Tailoring treatments to individual patients (precision medicine) has the potential to greatly improve patient outcomes. Oftentimes there are tradeoffs between more and less aggressive treatments. There is a need for new statistical methods that can be used to learn about what strategies work best from existing clinical data sets.

This study will evaluate the development of new machine learning methods that can inform how often to monitor clinical markers of disease and how to alter patients’ treatment based on these markers. The research will also create novel methods to interrogate causal mechanisms in the context of adaptive treatment and monitoring strategies as potential targets for further optimization. In addition, evidence will be generated to inform the ideal chemotherapy roadmaps and echocardiographic monitoring schedules for patients treated for pediatric acute myeloid leukemia (AML).

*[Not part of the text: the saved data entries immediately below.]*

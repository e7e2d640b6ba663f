//! Client core for the employee management service.
//!
//! # Overview
//! Builds `HttpRequest` values and parses `HttpResponse` values without
//! touching the network (host-does-IO pattern). The caller executes the
//! actual HTTP round-trip, making the core fully deterministic and testable.
//!
//! # Design
//! - `EmployeeClient` is stateless — it holds only `base_url`. Each CRUD
//!   operation is split into `build_*` (produces request) and `parse_*`
//!   (consumes response), so the I/O boundary is explicit.
//! - `EmployeeForm` owns the transient create/update form state and turns
//!   submission outcomes into UI side effects (`Effects`) as plain data.
//! - Create/update bodies are flat JSON unless a profile image rides along,
//!   in which case they become multipart/form-data.
//! - DTOs are defined independently from the mock-server crate; integration
//!   tests catch schema drift.

pub mod client;
pub mod error;
pub mod form;
pub mod http;
pub mod multipart;
pub mod types;

pub use client::EmployeeClient;
pub use error::ApiError;
pub use form::{
    Effects, EmployeeForm, Field, FormError, FormMode, Notification, NotifyKind, SubmitTicket,
};
pub use http::{HttpMethod, HttpRequest, HttpResponse};
pub use types::{ApiEnvelope, Employee, EmployeeFields, ImageFile};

An advisory panel of key stakeholders including patients, physicians, clinical researchers, and methodologists will be formed, who will inform the design and conduct of each aim of the proposed research, as well as the dissemination of the methodological advances. The multidisciplinary membership of the advisory panel will ensure the methods developed have broad applicability and straightforward implementation. The study team will specifically engage the Children’s Hospital of Philadelphia Family Advisory Council, COG Patient Advocacy Committee, patients treated for childhood AML, and pediatric oncologists and cardiologists to be sure their perspectives on the risk tradeoffs related to chemotherapy and monitoring for associated cardiotoxicity are reflected in the design of the applied research.

Project Information

Jason Roy, PhD, MS
Rutgers University School of Public Health
$1,077,183 *

Key Dates

36 months *
2022

*All proposed projects, including requested budgets and project periods, are approved subject to a programmatic and budget review by PCORI staff and the negotiation of a formal award contract.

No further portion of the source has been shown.